L'IA crée les premiers virus viables—ils ont réussi à attaquer des bactéries en laboratoire
Arc Institute
Un groupe de recherche américain a rapporté que des modèles d'IA spécialement entraînés pour la conception de génomes ont produit des génomes viraux entièrement fonctionnels. Lors de tests en laboratoire, 16 de ces virus artificiels se sont avérés viables, infectant et détruisant les bactéries cibles.

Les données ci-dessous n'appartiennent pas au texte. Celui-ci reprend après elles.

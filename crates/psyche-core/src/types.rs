//! Fundamental types for the psyche profiling engine.

use serde::{Deserialize, Serialize};
use std::collections::HashMap;

use crate::error::{Error, Result};

/// Version tag stamped on every scoring result. Any change to anchor
/// coordinates, weight constants, or lookup tables is a breaking change
/// for downstream consumers and must bump this tag.
pub const TEST_VERSION: &str = "icp-2.1";

/// A raw answer value as received from the client: a number or a
/// numeric string. Validation happens in the normalizer, not here.
#[derive(Debug, Clone, PartialEq, Serialize, Deserialize)]
#[serde(untagged)]
pub enum AnswerValue {
    Integer(i64),
    Float(f64),
    Text(String),
}

impl From<i64> for AnswerValue {
    fn from(v: i64) -> Self {
        AnswerValue::Integer(v)
    }
}

impl From<&str> for AnswerValue {
    fn from(v: &str) -> Self {
        AnswerValue::Text(v.to_string())
    }
}

/// One respondent's raw answers, keyed by question id.
/// Ids not present in the catalog are ignored; catalog ids missing
/// from the map are treated as missing answers.
pub type AnswerSet = HashMap<String, AnswerValue>;

/// The four ICP trait axes.
///
/// Each axis is a continuous dimension aggregated from multiple
/// Likert items. Item ids carry the axis prefix (`ag_01`, `wa_03`, ...).
#[derive(Debug, Clone, Copy, PartialEq, Eq, Hash, Serialize, Deserialize)]
#[serde(rename_all = "snake_case")]
pub enum Axis {
    Agency,
    Warmth,
    Boundary,
    Resilience,
}

impl Axis {
    pub const ALL: [Axis; 4] = [Axis::Agency, Axis::Warmth, Axis::Boundary, Axis::Resilience];

    /// Item-id prefix for this axis
    pub fn prefix(&self) -> &'static str {
        match self {
            Axis::Agency => "ag",
            Axis::Warmth => "wa",
            Axis::Boundary => "bo",
            Axis::Resilience => "re",
        }
    }

    pub fn name(&self) -> &'static str {
        match self {
            Axis::Agency => "Agency",
            Axis::Warmth => "Warmth",
            Axis::Boundary => "Boundary",
            Axis::Resilience => "Resilience",
        }
    }

    /// Interpretation shown when the axis score is >= 60
    pub fn high_interpretation(&self) -> &'static str {
        match self {
            Axis::Agency => "Takes initiative and steers conversations toward decisions",
            Axis::Warmth => "Reads others easily and builds rapport quickly",
            Axis::Boundary => "States limits clearly and protects personal space",
            Axis::Resilience => "Recovers quickly from friction and lets go of setbacks",
        }
    }

    /// Interpretation shown when the axis score is <= 40
    pub fn low_interpretation(&self) -> &'static str {
        match self {
            Axis::Agency => "Prefers to follow the group's lead rather than direct it",
            Axis::Warmth => "Keeps emotional distance and warms up slowly",
            Axis::Boundary => "Accommodates others' requests even at personal cost",
            Axis::Resilience => "Carries tension from conflict for a long time",
        }
    }

    /// Interpretation shown for mid-range scores (41..=59)
    pub fn mid_interpretation(&self) -> &'static str {
        match self {
            Axis::Agency => "Leads or follows depending on the situation",
            Axis::Warmth => "Balances closeness with a measure of reserve",
            Axis::Boundary => "Flexible about limits, firm when it matters",
            Axis::Resilience => "Bounces back at an ordinary pace",
        }
    }
}

/// Per-axis integer scores, each in [0, 100].
#[derive(Debug, Clone, Copy, PartialEq, Eq, Serialize, Deserialize)]
pub struct AxisScores {
    pub agency: u8,
    pub warmth: u8,
    pub boundary: u8,
    pub resilience: u8,
}

impl AxisScores {
    pub fn new(agency: u8, warmth: u8, boundary: u8, resilience: u8) -> Self {
        Self {
            agency: agency.min(100),
            warmth: warmth.min(100),
            boundary: boundary.min(100),
            resilience: resilience.min(100),
        }
    }

    pub fn neutral() -> Self {
        Self::new(50, 50, 50, 50)
    }

    pub fn get(&self, axis: Axis) -> u8 {
        match axis {
            Axis::Agency => self.agency,
            Axis::Warmth => self.warmth,
            Axis::Boundary => self.boundary,
            Axis::Resilience => self.resilience,
        }
    }

    /// All four scores paired with their axis, in declaration order
    pub fn to_pairs(&self) -> [(Axis, u8); 4] {
        [
            (Axis::Agency, self.agency),
            (Axis::Warmth, self.warmth),
            (Axis::Boundary, self.boundary),
            (Axis::Resilience, self.resilience),
        ]
    }
}

impl Default for AxisScores {
    fn default() -> Self {
        Self::neutral()
    }
}

/// The eight interpersonal circumplex archetypes.
///
/// Positioned at 45-degree steps around the dominance/affiliation
/// plane. The snake_case serde ids are a stable wire contract.
#[derive(Debug, Clone, Copy, PartialEq, Eq, Hash, Serialize, Deserialize)]
#[serde(rename_all = "snake_case")]
pub enum OctantStyle {
    /// High dominance, neutral affiliation
    Director,
    /// High dominance, high affiliation
    Mentor,
    /// Neutral dominance, high affiliation
    Harmonizer,
    /// Low dominance, high affiliation
    Supporter,
    /// Low dominance, neutral affiliation
    Observer,
    /// Low dominance, low affiliation
    Analyst,
    /// Neutral dominance, low affiliation
    Independent,
    /// High dominance, low affiliation
    Challenger,
}

impl OctantStyle {
    pub const ALL: [OctantStyle; 8] = [
        OctantStyle::Director,
        OctantStyle::Mentor,
        OctantStyle::Harmonizer,
        OctantStyle::Supporter,
        OctantStyle::Observer,
        OctantStyle::Analyst,
        OctantStyle::Independent,
        OctantStyle::Challenger,
    ];

    pub fn code(&self) -> &'static str {
        match self {
            OctantStyle::Director => "director",
            OctantStyle::Mentor => "mentor",
            OctantStyle::Harmonizer => "harmonizer",
            OctantStyle::Supporter => "supporter",
            OctantStyle::Observer => "observer",
            OctantStyle::Analyst => "analyst",
            OctantStyle::Independent => "independent",
            OctantStyle::Challenger => "challenger",
        }
    }

    pub fn name(&self) -> &'static str {
        match self {
            OctantStyle::Director => "Director",
            OctantStyle::Mentor => "Mentor",
            OctantStyle::Harmonizer => "Harmonizer",
            OctantStyle::Supporter => "Supporter",
            OctantStyle::Observer => "Observer",
            OctantStyle::Analyst => "Analyst",
            OctantStyle::Independent => "Independent",
            OctantStyle::Challenger => "Challenger",
        }
    }

    pub fn description(&self) -> &'static str {
        match self {
            OctantStyle::Director => "Assertive and outcome-driven; comfortable taking charge",
            OctantStyle::Mentor => "Leads through encouragement; invests in people",
            OctantStyle::Harmonizer => "Connects the group; keeps relationships warm",
            OctantStyle::Supporter => "Loyal and accommodating; steadies others quietly",
            OctantStyle::Observer => "Reserved and deliberate; watches before acting",
            OctantStyle::Analyst => "Detached and precise; trusts evidence over sentiment",
            OctantStyle::Independent => "Self-contained; keeps relationships at arm's length",
            OctantStyle::Challenger => "Competitive and blunt; pushes back without hesitation",
        }
    }
}

/// Coarse three-level confidence label.
#[derive(Debug, Clone, Copy, PartialEq, Eq, Serialize, Deserialize)]
#[serde(rename_all = "snake_case")]
pub enum ConfidenceLevel {
    High,
    Medium,
    Low,
}

impl ConfidenceLevel {
    pub fn from_score(score: u8) -> Self {
        if score >= 75 {
            ConfidenceLevel::High
        } else if score >= 50 {
            ConfidenceLevel::Medium
        } else {
            ConfidenceLevel::Low
        }
    }

    pub fn label(&self) -> &'static str {
        match self {
            ConfidenceLevel::High => "high",
            ConfidenceLevel::Medium => "medium",
            ConfidenceLevel::Low => "low",
        }
    }
}

/// A validated 4-character persona type code (e.g. "ENTJ").
///
/// Stored uppercased; hybrid rules match contiguous substrings of it.
#[derive(Debug, Clone, PartialEq, Eq, Serialize, Deserialize)]
pub struct TypeCode(String);

impl TypeCode {
    pub fn parse(raw: &str) -> Result<Self> {
        let trimmed = raw.trim();
        if trimmed.len() != 4 || !trimmed.chars().all(|c| c.is_ascii_alphanumeric()) {
            return Err(Error::InvalidTypeCode(raw.to_string()));
        }
        Ok(Self(trimmed.to_ascii_uppercase()))
    }

    pub fn as_str(&self) -> &str {
        &self.0
    }

    /// Whether `pattern` occurs as a contiguous substring of the code.
    /// The empty pattern matches every code.
    pub fn matches(&self, pattern: &str) -> bool {
        self.0.contains(pattern)
    }
}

Ce travail, basé sur le phage ΦX174 bien étudié, a utilisé les modèles de langage génomique Evo 1 et Evo 2.
Un groupe de recherche américain a rapporté que des modèles d'intelligence artificielle spécialement entraînés ont créé des génomes de virus entièrement fonctionnels, au nombre de 16. Des tests en boîtes de Pétri ont confirmé la viabilité de ces structures artificielles ; elles correspondaient parfaitement à leur objectif prévu, qui était dans ce cas d'infecter certaines bactéries. Les scientifiques ont même noté que des applaudissements ont éclaté dans le laboratoire lorsque le virus a commencé à détruire des bactéries cultivées en culture. Les travaux concernent des bactériophages, et non des virus humains, et se sont basés sur le phage bien étudié ΦX174, dont le génome ne comprend que 5386 nucléotides et contient 11 gènes. La conception a utilisé les modèles de langage génomique Evo 1 et Evo 2, qui fonctionnent de manière similaire aux grands modèles de langage, mais prédisent des séquences nucléotidiques dans l'ADN. Les modèles de base ont été entraînés sur plus de deux millions de génomes de phages et affinés sur 14 466 séquences de bactériophages de la famille des Microviridae. L'IA a généré des milliers de variantes de génome, et les chercheurs ont sélectionné des séquences avec des ensembles de gènes appropriés, une structure prédite, et une capacité prédite à infecter la souche de laboratoire d'Escherichia coli C. Après une sélection computationnelle, plusieurs centaines de génomes ont été synthétisés comme ADN et testés expérimentalement ; parmi 285 constructions, 16 ont produit des bactériophages viables qui se sont multipliés à l'intérieur des bactéries cibles et ont provoqué leur lyse. Certains virus artificiels différaient nettement des variantes naturelles connues, contenant de 67 à 392 nouvelles mutations par rapport à leur plus proche parent naturel. L'un d'eux, Evo-Φ2147, ne partageait que 93 % de similarité de séquence nucléotidique avec le phage connu le plus proche, NC51, ce qui, selon certains critères, pourrait être considéré comme une espèce distincte. L'objectif pratique de cette technologie est de créer de nouveaux moyens de lutte contre les bactéries résistantes aux antibiotiques, de développer des médicaments et, plus largement, de protéger la santé humaine.